> _Task goal_:
Scan the data. Collect each line that contains the word "enumerate".
[Opening Supplied records section]
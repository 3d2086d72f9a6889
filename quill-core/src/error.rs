//! Error types for Quill

use thiserror::Error;

/// The main error type for Quill operations
#[derive(Error, Debug)]
pub enum Error {
    /// Database connection or execution error
    #[error("Database error: {0}")]
    Database(#[from] sqlx::Error),

    /// The escape hook dropped every column of a clause
    #[error("{clause} clause has no columns left after escaping")]
    EmptyClause { clause: &'static str },

    /// Invalid query configuration
    #[error("Invalid query: {message}")]
    InvalidQuery { message: String },
}

/// Convenience Result type for Quill operations
pub type Result<T> = std::result::Result<T, Error>;

impl Error {
    /// Create a new empty clause error
    pub fn empty_clause(clause: &'static str) -> Self {
        Self::EmptyClause { clause }
    }

    /// Create a new invalid query error
    pub fn invalid_query(message: impl Into<String>) -> Self {
        Self::InvalidQuery {
            message: message.into(),
        }
    }
}
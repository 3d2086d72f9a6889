//! Value types for SQL parameters

use serde::{Deserialize, Serialize};

/// A SQL value that can be bound to a positional placeholder
#[derive(Debug, Clone, PartialEq, Serialize, Deserialize)]
pub enum Value {
    /// Null value
    Null,
    /// Boolean value
    Bool(bool),
    /// 32-bit integer
    I32(i32),
    /// 64-bit integer
    I64(i64),
    /// 32-bit float
    F32(f32),
    /// 64-bit float
    F64(f64),
    /// String value
    String(String),
    /// Bytes value
    Bytes(Vec<u8>),
    /// JSON value
    Json(serde_json::Value),
}

impl Value {
    pub fn is_null(&self) -> bool {
        matches!(self, Value::Null)
    }

    /// Get the SQL type name for this value
    pub fn type_name(&self) -> &'static str {
        match self {
            Value::Null => "NULL",
            Value::Bool(_) => "BOOLEAN",
            Value::I32(_) => "INTEGER",
            Value::I64(_) => "BIGINT",
            Value::F32(_) => "REAL",
            Value::F64(_) => "DOUBLE PRECISION",
            Value::String(_) => "TEXT",
            Value::Bytes(_) => "BYTEA",
            Value::Json(_) => "JSON",
        }
    }
}

// Implement From for common types
impl From<()> for Value {
    fn from(_: ()) -> Self {
        Value::Null
    }
}

impl From<bool> for Value {
    fn from(val: bool) -> Self {
        Value::Bool(val)
    }
}

impl From<i32> for Value {
    fn from(val: i32) -> Self {
        Value::I32(val)
    }
}

impl From<i64> for Value {
    fn from(val: i64) -> Self {
        Value::I64(val)
    }
}

impl From<f32> for Value {
    fn from(val: f32) -> Self {
        Value::F32(val)
    }
}

impl From<f64> for Value {
    fn from(val: f64) -> Self {
        Value::F64(val)
    }
}

impl From<String> for Value {
    fn from(val: String) -> Self {
        Value::String(val)
    }
}

impl From<&str> for Value {
    fn from(val: &str) -> Self {
        Value::String(val.to_string())
    }
}

impl From<Vec<u8>> for Value {
    fn from(val: Vec<u8>) -> Self {
        Value::Bytes(val)
    }
}

impl From<serde_json::Value> for Value {
    fn from(val: serde_json::Value) -> Self {
        Value::Json(val)
    }
}

impl<T> From<Option<T>> for Value
where
    T: Into<Value>,
{
    fn from(opt: Option<T>) -> Self {
        match opt {
            Some(val) => val.into(),
            None => Value::Null,
        }
    }
}
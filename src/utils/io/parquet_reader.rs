//! Parquet input

use std::path::Path;

use ::parquet::arrow::arrow_reader::ParquetRecordBatchReaderBuilder;
use arrow::record_batch::RecordBatch;
use arrow_schema::SchemaRef;

use crate::error::util::{safe_open_file, with_load_context};
use crate::error::Result;

/// Read every batch of a Parquet file
///
/// # Arguments
/// * `path` - Parquet file to read
/// * `batch_size` - Rows per batch
pub fn read_parquet(path: &Path, batch_size: usize) -> Result<(SchemaRef, Vec<RecordBatch>)> {
    let file = safe_open_file(path, "population input")?;

    let builder = with_load_context(ParquetRecordBatchReaderBuilder::try_new(file), path)?;
    let schema = builder.schema().clone();
    let reader = with_load_context(builder.with_batch_size(batch_size).build(), path)?;

    let batches = with_load_context(reader.collect::<std::result::Result<Vec<_>, _>>(), path)?;

    Ok((schema, batches))
}
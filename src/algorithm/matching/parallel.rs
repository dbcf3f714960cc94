//! Parallel nearest-control scan
//!
//! Distances to the available controls are evaluated on the rayon pool. The
//! reduction keeps the smallest distance and, among equal distances, the
//! smallest pool position, so the selection matches the sequential scan.

use rayon::prelude::*;

use crate::algorithm::matching::control_pool::ControlPool;
use crate::algorithm::matching::covariance::InverseCovariance;
use crate::algorithm::matching::distance::mahalanobis_squared;
use crate::algorithm::matching::sequential::Candidate;

/// Find the nearest available control, evaluating distances in parallel
#[must_use]
pub fn nearest_control_parallel(
    treated: &[f64],
    pool: &ControlPool,
    inv_cov: &InverseCovariance,
) -> Option<Candidate> {
    let positions = pool.available_positions();
    let dimension = pool.dimension();

    positions
        .par_iter()
        .map_init(
            || vec![0.0; dimension],
            |diff, &position| Candidate {
                position,
                distance: mahalanobis_squared(treated, pool.covariates(position), inv_cov, diff)
                    .sqrt(),
            },
        )
        .reduce_with(|a, b| if b.beats(&a) { b } else { a })
}
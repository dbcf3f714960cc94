//! Validation functions for the matching algorithm
//!
//! This module contains functions for validating input data before matching.

use arrow::record_batch::RecordBatch;

use crate::config::DatasetSchema;
use crate::error::{MatchingError, Result};

/// Validate that the input batch has every column the schema names
pub fn validate_batch(batch: &RecordBatch, schema: &DatasetSchema) -> Result<()> {
    let batch_schema = batch.schema();

    for column in schema.required_columns() {
        if batch_schema.field_with_name(column).is_err() {
            return Err(MatchingError::MissingColumn(column.to_string()));
        }
    }

    Ok(())
}

/// Validate that the schema names at least one covariate and no column twice
pub fn validate_schema(schema: &DatasetSchema) -> Result<()> {
    if schema.covariate_columns.is_empty() {
        return Err(MatchingError::InvalidSchema(
            "at least one covariate column is required".to_string(),
        ));
    }

    let columns = schema.required_columns();
    for (i, column) in columns.iter().enumerate() {
        if columns[..i].contains(column) {
            return Err(MatchingError::InvalidSchema(format!(
                "column '{column}' is named more than once"
            )));
        }
    }

    Ok(())
}
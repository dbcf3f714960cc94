//! Sequential nearest-control scan
//!
//! Walks the pool in cohort order and keeps the first control with the
//! strictly smallest distance.

use crate::algorithm::matching::control_pool::ControlPool;
use crate::algorithm::matching::covariance::InverseCovariance;
use crate::algorithm::matching::distance::mahalanobis_squared;

/// Control selected for a treated unit
#[derive(Debug, Clone, Copy, PartialEq)]
pub struct Candidate {
    /// Position of the control in the pool
    pub position: usize,
    /// Mahalanobis distance to the treated unit
    pub distance: f64,
}

impl Candidate {
    /// Whether `self` should replace `best` under the first-minimum rule
    ///
    /// Positions are only compared on equal distances, which keeps the result
    /// independent of the order in which candidates are combined.
    #[inline]
    #[must_use]
    pub fn beats(&self, best: &Self) -> bool {
        self.distance < best.distance
            || (self.distance == best.distance && self.position < best.position)
    }
}

/// Find the nearest available control, scanning the pool in order
#[must_use]
pub fn nearest_control_sequential(
    treated: &[f64],
    pool: &ControlPool,
    inv_cov: &InverseCovariance,
) -> Option<Candidate> {
    let mut diff = vec![0.0; pool.dimension()];
    let mut best: Option<Candidate> = None;

    for position in pool.available() {
        let distance = mahalanobis_squared(treated, pool.covariates(position), inv_cov, &mut diff).sqrt();
        let candidate = Candidate { position, distance };

        if best.is_none_or(|current| candidate.beats(&current)) {
            best = Some(candidate);
        }
    }

    best
}
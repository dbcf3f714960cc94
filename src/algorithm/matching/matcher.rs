//! Core matching algorithm implementation
//!
//! This module implements the Matcher struct which runs the greedy,
//! without-replacement nearest-neighbour pass over the treated cohort.

use std::time::Instant;

use log::{debug, info, warn};

use crate::algorithm::matching::control_pool::ControlPool;
use crate::algorithm::matching::covariance::InverseCovariance;
use crate::algorithm::matching::parallel::nearest_control_parallel;
use crate::algorithm::matching::sequential::{Candidate, nearest_control_sequential};
use crate::algorithm::matching::types::{ExhaustedControlPool, MatchedPair, MatchingResult, Unit};
use crate::config::MatchingConfig;
use crate::error::{MatchingError, Result};
use crate::utils::logging::{finish_progress_bar, progress_bar_if};

/// Matcher for pairing treated units with controls
#[derive(Debug, Clone, Default)]
pub struct Matcher {
    /// Matching configuration
    config: MatchingConfig,
}

impl Matcher {
    /// Create a new matcher with the given configuration
    #[must_use]
    pub const fn new(config: MatchingConfig) -> Self {
        Self { config }
    }

    /// The matcher's configuration
    #[must_use]
    pub const fn config(&self) -> &MatchingConfig {
        &self.config
    }

    /// Pair each treated unit with its nearest unmatched control
    ///
    /// Treated units are visited in order. Each takes the control with the
    /// smallest Mahalanobis distance among those still in the pool (the first
    /// one in control order on ties), and that control is removed from the
    /// pool. When the pool runs dry the pass stops and the outcome carries an
    /// `ExhaustedControlPool` notice. The control cohort is never modified.
    ///
    /// # Arguments
    ///
    /// * `treated` - Treated cohort, in matching order
    /// * `control` - Control cohort
    /// * `inv_cov` - Inverse covariance matrix shared by every evaluation
    ///
    /// # Errors
    ///
    /// Returns `DimensionMismatch` if any unit's covariate count differs from
    /// the dimension of `inv_cov`.
    pub fn perform_matching(
        &self,
        treated: &[Unit],
        control: &[Unit],
        inv_cov: &InverseCovariance,
    ) -> Result<MatchingResult> {
        let start_time = Instant::now();
        let dimension = inv_cov.dimension();

        if let Some(unit) = treated
            .iter()
            .chain(control)
            .find(|u| u.covariates.len() != dimension)
        {
            return Err(MatchingError::DimensionMismatch {
                expected: dimension,
                found: unit.covariates.len(),
            });
        }

        info!(
            "Matching {} treated units with control pool of {} candidates",
            treated.len(),
            control.len()
        );

        let mut pool = ControlPool::new(control, dimension);
        let mut pairs = Vec::with_capacity(treated.len().min(control.len()));
        let mut exhausted = None;

        let pb = progress_bar_if(
            self.config.show_progress,
            treated.len() as u64,
            Some("Greedy matching"),
        );

        for (idx, unit) in treated.iter().enumerate() {
            if pool.is_empty() {
                let notice = ExhaustedControlPool {
                    unmatched_treated: treated.len() - idx,
                };
                warn!("{notice}");
                exhausted = Some(notice);
                break;
            }

            let Some(best) = self.nearest_control(&unit.covariates, &pool, inv_cov) else {
                break;
            };

            pool.take(best.position);
            debug!(
                "Matched {} -> {} (distance {:.4})",
                unit.id,
                pool.id(best.position),
                best.distance
            );

            pairs.push(MatchedPair {
                treated_id: unit.id.clone(),
                control_id: pool.id(best.position).to_string(),
                distance: best.distance,
            });

            pb.inc(1);
            if idx % 100 == 0 {
                pb.set_message(format!("Found {} matches", pairs.len()));
            }
        }

        finish_progress_bar(&pb, Some("Matching complete"));

        let elapsed = start_time.elapsed();
        info!(
            "Matching complete: {} pairs in {:.2?} ({:.2} treated/sec)",
            pairs.len(),
            elapsed,
            pairs.len() as f64 / elapsed.as_secs_f64().max(f64::EPSILON)
        );

        Ok(MatchingResult {
            pairs,
            exhausted,
            matching_time: elapsed,
        })
    }

    fn nearest_control(
        &self,
        treated: &[f64],
        pool: &ControlPool,
        inv_cov: &InverseCovariance,
    ) -> Option<Candidate> {
        if self.config.use_parallel && pool.len() >= self.config.parallel_threshold {
            nearest_control_parallel(treated, pool, inv_cov)
        } else {
            nearest_control_sequential(treated, pool, inv_cov)
        }
    }
}

/// Run a greedy matching pass with the default configuration
pub fn match_cohorts(
    treated: &[Unit],
    control: &[Unit],
    inv_cov: &InverseCovariance,
) -> Result<MatchingResult> {
    Matcher::default().perform_matching(treated, control, inv_cov)
}
//! Tabular input for the matching pipeline
//!
//! Input files are read into a single Arrow `RecordBatch`, dispatching on the
//! file extension.

use std::path::Path;
use std::time::Instant;

use arrow::compute::concat_batches;
use arrow::record_batch::RecordBatch;

use crate::error::{MatchingError, Result};
use crate::utils::logging::{log_operation_complete, log_operation_start};

pub mod csv_reader;
pub mod parquet_reader;
pub mod writer;

pub use csv_reader::read_csv;
pub use parquet_reader::read_parquet;
pub use writer::{result_to_batch, write_pairs_csv};

/// Supported input formats
#[derive(Debug, Clone, Copy, PartialEq, Eq)]
pub enum TableFormat {
    Csv,
    Parquet,
}

impl TableFormat {
    /// Detect the format from a file extension
    #[must_use]
    pub fn from_path(path: &Path) -> Option<Self> {
        let ext = path.extension()?.to_str()?.to_ascii_lowercase();
        match ext.as_str() {
            "csv" => Some(Self::Csv),
            "parquet" | "pq" => Some(Self::Parquet),
            _ => None,
        }
    }
}

/// Load a CSV or Parquet file into one record batch
///
/// # Errors
/// Returns a data load error if the extension is not recognised, the file
/// cannot be parsed, or it contains no rows
pub fn load_table(path: &Path, batch_size: usize) -> Result<RecordBatch> {
    let format = TableFormat::from_path(path).ok_or_else(|| {
        MatchingError::data_load(path, "Unsupported file extension (expected .csv or .parquet)")
    })?;

    log_operation_start("Loading population from", path);
    let start = Instant::now();

    let (schema, batches) = match format {
        TableFormat::Csv => read_csv(path, batch_size)?,
        TableFormat::Parquet => read_parquet(path, batch_size)?,
    };

    let batch = concat_batches(&schema, &batches)
        .map_err(|e| MatchingError::data_load(path, format!("Failed to combine batches: {e}")))?;

    if batch.num_rows() == 0 {
        return Err(MatchingError::data_load(path, "File contains no rows"));
    }

    log_operation_complete("loaded", path, batch.num_rows(), Some(start.elapsed()));

    Ok(batch)
}
//! Error handling for the matching pipeline.

use std::path::{Path, PathBuf};

use arrow::error::ArrowError;
use parquet::errors::ParquetError;

pub mod util;

/// Errors produced while loading a population or running a matching pass
#[derive(Debug, thiserror::Error)]
pub enum MatchingError {
    /// The input could not be read into the expected tabular shape
    #[error("Failed to load data from {}: {message}", path.display())]
    DataLoad { path: PathBuf, message: String },

    /// A column the dataset schema requires is absent from the table
    #[error("Required column '{0}' not found")]
    MissingColumn(String),

    /// The configured dataset schema is unusable
    #[error("Invalid dataset schema: {0}")]
    InvalidSchema(String),

    /// A row has no identifier
    #[error("Row {row} has no value in the id column")]
    MissingId { row: usize },

    /// Two rows share the same identifier
    #[error("Duplicate unit id '{0}'")]
    DuplicateId(String),

    /// A covariate value is null, non-numeric or non-finite
    #[error("Invalid value for covariate '{column}' in unit '{id}'")]
    InvalidCovariate { id: String, column: String },

    /// The sample covariance matrix cannot be inverted
    #[error("Covariance matrix is singular: {reason}")]
    SingularCovariance { reason: String },

    /// Covariate vectors and the inverse covariance matrix disagree on dimension
    #[error("Dimension mismatch: expected {expected} covariates, found {found}")]
    DimensionMismatch { expected: usize, found: usize },

    /// Error raised by Arrow compute or CSV reading
    #[error("Arrow error: {0}")]
    Arrow(#[from] ArrowError),

    /// Error raised while decoding Parquet data
    #[error("Parquet error: {0}")]
    Parquet(#[from] ParquetError),

    /// Error opening or reading a file
    #[error("IO error: {0}")]
    Io(#[from] std::io::Error),
}

impl MatchingError {
    /// Create a data load error for the given path
    pub fn data_load(path: impl AsRef<Path>, message: impl Into<String>) -> Self {
        Self::DataLoad {
            path: path.as_ref().to_path_buf(),
            message: message.into(),
        }
    }

    /// Create a singular covariance error
    pub fn singular(reason: impl Into<String>) -> Self {
        Self::SingularCovariance {
            reason: reason.into(),
        }
    }

    /// Whether this error arose while turning input into a population.
    ///
    /// Load failures never produce a context, so a caller holding an earlier
    /// context can keep using it.
    #[must_use]
    pub const fn is_load_error(&self) -> bool {
        matches!(
            self,
            Self::DataLoad { .. }
                | Self::MissingColumn(_)
                | Self::InvalidSchema(_)
                | Self::MissingId { .. }
                | Self::DuplicateId(_)
                | Self::InvalidCovariate { .. }
                | Self::Arrow(_)
                | Self::Parquet(_)
                | Self::Io(_)
        )
    }
}

/// Result type for matching operations
pub type Result<T> = std::result::Result<T, MatchingError>;
//! Algorithm implementations for observational study workflows
//!
//! This module contains the covariate matching pipeline used to pair
//! treated units with not-yet-treated controls.

pub mod matching;
//! Type definitions for the matching algorithm
//!
//! This module contains the population, cohort and result types shared by
//! the estimator, the partitioner and the matcher.

use std::time::Duration;

use rustc_hash::FxHashSet;
use serde::{Deserialize, Serialize};

use crate::error::{MatchingError, Result};

/// One row of the input population
#[derive(Debug, Clone, PartialEq, Serialize, Deserialize)]
pub struct Unit {
    /// Unique identifier
    pub id: String,
    /// Status label
    pub status: String,
    /// Covariate values in the population's feature order
    pub covariates: Vec<f64>,
}

impl Unit {
    /// Create a new unit
    pub fn new(id: impl Into<String>, status: impl Into<String>, covariates: Vec<f64>) -> Self {
        Self {
            id: id.into(),
            status: status.into(),
            covariates,
        }
    }
}

/// The full ordered set of units and the names of their covariates
#[derive(Debug, Clone)]
pub struct Population {
    covariate_names: Vec<String>,
    units: Vec<Unit>,
}

impl Population {
    /// Create a population, checking covariate dimensions and id uniqueness
    ///
    /// # Errors
    /// Returns `DimensionMismatch` if a unit has the wrong number of covariates,
    /// `DuplicateId` if two units share an id, and `InvalidCovariate` for a
    /// non-finite value.
    pub fn new(covariate_names: Vec<String>, units: Vec<Unit>) -> Result<Self> {
        let k = covariate_names.len();
        {
            let mut seen = FxHashSet::default();
            seen.reserve(units.len());

            for unit in &units {
                if unit.covariates.len() != k {
                    return Err(MatchingError::DimensionMismatch {
                        expected: k,
                        found: unit.covariates.len(),
                    });
                }
                if let Some(pos) = unit.covariates.iter().position(|v| !v.is_finite()) {
                    return Err(MatchingError::InvalidCovariate {
                        id: unit.id.clone(),
                        column: covariate_names[pos].clone(),
                    });
                }
                if !seen.insert(unit.id.as_str()) {
                    return Err(MatchingError::DuplicateId(unit.id.clone()));
                }
            }
        }

        Ok(Self {
            covariate_names,
            units,
        })
    }

    /// Ordered covariate names
    #[must_use]
    pub fn covariate_names(&self) -> &[String] {
        &self.covariate_names
    }

    /// Number of covariates per unit
    #[must_use]
    pub fn dimension(&self) -> usize {
        self.covariate_names.len()
    }

    /// All units in input order
    #[must_use]
    pub fn units(&self) -> &[Unit] {
        &self.units
    }

    /// Number of units
    #[must_use]
    pub fn len(&self) -> usize {
        self.units.len()
    }

    /// Check if the population is empty
    #[must_use]
    pub fn is_empty(&self) -> bool {
        self.units.is_empty()
    }
}

/// Treated and control subsets of a population, in input order
#[derive(Debug, Clone, Default)]
pub struct Cohorts {
    /// Units carrying the treated label
    pub treated: Vec<Unit>,
    /// Units carrying the eligible control label
    pub control: Vec<Unit>,
}

/// Pair of matched treated unit and control unit
#[derive(Debug, Clone, PartialEq, Serialize, Deserialize)]
pub struct MatchedPair {
    /// Treated unit id
    pub treated_id: String,
    /// Control unit id
    pub control_id: String,
    /// Mahalanobis distance between the two units
    pub distance: f64,
}

/// Notice that the control pool ran dry before every treated unit was matched
#[derive(Debug, Clone, Copy, PartialEq, Eq, Serialize, Deserialize)]
pub struct ExhaustedControlPool {
    /// Treated units left without a control
    pub unmatched_treated: usize,
}

impl std::fmt::Display for ExhaustedControlPool {
    fn fmt(&self, f: &mut std::fmt::Formatter<'_>) -> std::fmt::Result {
        write!(
            f,
            "No more control patients available for matching ({} treated left unmatched)",
            self.unmatched_treated
        )
    }
}

/// Result of the matching process
#[derive(Debug, Clone, Serialize, Deserialize)]
pub struct MatchingResult {
    /// Matched pairs in treated-cohort order
    pub pairs: Vec<MatchedPair>,
    /// Set when the control pool was exhausted
    pub exhausted: Option<ExhaustedControlPool>,
    /// Time taken for matching
    #[serde(skip)]
    pub matching_time: Duration,
}

impl MatchingResult {
    /// Number of pairs
    #[must_use]
    pub fn len(&self) -> usize {
        self.pairs.len()
    }

    /// Check if no pair was made
    #[must_use]
    pub fn is_empty(&self) -> bool {
        self.pairs.is_empty()
    }

    /// Iterate over `(treated_id, control_id)` pairs
    pub fn id_pairs(&self) -> impl Iterator<Item = (&str, &str)> {
        self.pairs
            .iter()
            .map(|p| (p.treated_id.as_str(), p.control_id.as_str()))
    }

    /// Sum of the pair distances
    #[must_use]
    pub fn total_distance(&self) -> f64 {
        self.pairs.iter().map(|p| p.distance).sum()
    }
}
[Closing Supplied records section]
> _Expected output_:
    for (i, column) in columns.iter().enumerate() {
        for (idx, unit) in treated.iter().enumerate() {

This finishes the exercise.